[PROBLEM REQUIREMENTS]:
Wherever the string "fields" appears in a line of the listing below, report that line.

[DATA TO USE]:
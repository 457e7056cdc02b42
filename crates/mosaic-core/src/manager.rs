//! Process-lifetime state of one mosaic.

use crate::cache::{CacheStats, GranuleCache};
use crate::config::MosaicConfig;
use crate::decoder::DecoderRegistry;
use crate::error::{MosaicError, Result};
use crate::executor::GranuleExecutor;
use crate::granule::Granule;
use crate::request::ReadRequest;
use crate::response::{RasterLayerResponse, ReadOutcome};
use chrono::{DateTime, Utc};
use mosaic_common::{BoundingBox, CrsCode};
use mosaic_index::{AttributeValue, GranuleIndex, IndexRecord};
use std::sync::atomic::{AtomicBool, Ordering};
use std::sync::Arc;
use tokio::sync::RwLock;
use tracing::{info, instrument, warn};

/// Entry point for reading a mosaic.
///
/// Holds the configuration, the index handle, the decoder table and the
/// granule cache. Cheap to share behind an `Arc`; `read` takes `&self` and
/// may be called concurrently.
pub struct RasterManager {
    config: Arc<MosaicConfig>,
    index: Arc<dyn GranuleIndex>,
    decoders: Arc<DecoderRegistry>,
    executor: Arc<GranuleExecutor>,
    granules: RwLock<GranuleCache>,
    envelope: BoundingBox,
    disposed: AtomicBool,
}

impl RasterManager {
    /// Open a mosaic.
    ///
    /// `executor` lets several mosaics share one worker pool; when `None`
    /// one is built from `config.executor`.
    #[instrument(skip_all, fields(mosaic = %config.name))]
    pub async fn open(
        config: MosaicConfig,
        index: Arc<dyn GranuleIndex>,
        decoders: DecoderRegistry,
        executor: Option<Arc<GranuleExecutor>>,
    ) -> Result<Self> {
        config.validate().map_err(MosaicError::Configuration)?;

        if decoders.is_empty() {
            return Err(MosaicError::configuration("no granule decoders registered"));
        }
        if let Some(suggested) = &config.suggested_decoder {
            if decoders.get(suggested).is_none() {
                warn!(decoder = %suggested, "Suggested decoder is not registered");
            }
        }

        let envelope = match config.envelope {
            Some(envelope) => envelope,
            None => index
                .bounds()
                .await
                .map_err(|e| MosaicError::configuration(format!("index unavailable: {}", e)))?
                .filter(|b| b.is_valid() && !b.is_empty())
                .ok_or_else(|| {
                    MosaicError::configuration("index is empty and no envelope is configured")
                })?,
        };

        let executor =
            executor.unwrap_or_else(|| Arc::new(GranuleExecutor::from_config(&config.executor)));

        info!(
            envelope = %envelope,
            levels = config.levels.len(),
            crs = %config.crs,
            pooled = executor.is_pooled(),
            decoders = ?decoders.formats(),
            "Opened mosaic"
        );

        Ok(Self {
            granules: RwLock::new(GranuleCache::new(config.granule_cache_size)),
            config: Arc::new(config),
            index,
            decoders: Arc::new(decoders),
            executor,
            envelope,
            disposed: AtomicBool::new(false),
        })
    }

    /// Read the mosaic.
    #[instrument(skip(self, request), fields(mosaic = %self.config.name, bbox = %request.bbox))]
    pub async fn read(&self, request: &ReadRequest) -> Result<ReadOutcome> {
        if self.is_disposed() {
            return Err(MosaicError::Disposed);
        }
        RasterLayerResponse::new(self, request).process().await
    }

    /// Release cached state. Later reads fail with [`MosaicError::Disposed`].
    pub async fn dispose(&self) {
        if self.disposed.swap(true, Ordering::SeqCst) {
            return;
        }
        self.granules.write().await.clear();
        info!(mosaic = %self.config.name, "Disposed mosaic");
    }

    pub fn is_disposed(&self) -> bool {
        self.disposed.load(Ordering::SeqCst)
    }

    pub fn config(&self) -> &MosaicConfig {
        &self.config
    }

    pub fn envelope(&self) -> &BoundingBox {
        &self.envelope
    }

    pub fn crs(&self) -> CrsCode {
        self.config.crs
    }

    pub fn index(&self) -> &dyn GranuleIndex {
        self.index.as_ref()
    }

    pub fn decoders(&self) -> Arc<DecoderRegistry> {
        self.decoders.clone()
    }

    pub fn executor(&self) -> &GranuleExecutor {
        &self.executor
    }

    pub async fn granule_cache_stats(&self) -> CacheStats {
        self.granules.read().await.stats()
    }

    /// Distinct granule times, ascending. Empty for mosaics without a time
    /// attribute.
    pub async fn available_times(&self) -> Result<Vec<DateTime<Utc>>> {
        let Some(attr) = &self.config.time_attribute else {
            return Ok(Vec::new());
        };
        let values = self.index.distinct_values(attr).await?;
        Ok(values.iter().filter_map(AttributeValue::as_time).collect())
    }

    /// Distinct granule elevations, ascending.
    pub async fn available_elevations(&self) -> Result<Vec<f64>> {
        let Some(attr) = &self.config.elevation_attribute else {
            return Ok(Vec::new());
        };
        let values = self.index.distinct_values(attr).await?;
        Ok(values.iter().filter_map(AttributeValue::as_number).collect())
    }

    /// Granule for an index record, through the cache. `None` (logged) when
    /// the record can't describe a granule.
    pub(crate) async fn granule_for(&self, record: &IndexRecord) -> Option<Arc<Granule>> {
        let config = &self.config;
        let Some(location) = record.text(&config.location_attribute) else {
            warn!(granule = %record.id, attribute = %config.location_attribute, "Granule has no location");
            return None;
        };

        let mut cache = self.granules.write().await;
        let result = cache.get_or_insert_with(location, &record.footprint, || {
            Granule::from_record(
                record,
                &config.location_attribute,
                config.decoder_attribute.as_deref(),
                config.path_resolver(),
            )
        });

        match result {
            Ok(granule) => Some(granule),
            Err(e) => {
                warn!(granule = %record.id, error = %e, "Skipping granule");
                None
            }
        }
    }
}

[RESULT]:
    #[instrument(skip_all, fields(mosaic = %config.name))]
    #[instrument(skip(self, request), fields(mosaic = %self.config.name, bbox = %request.bbox))]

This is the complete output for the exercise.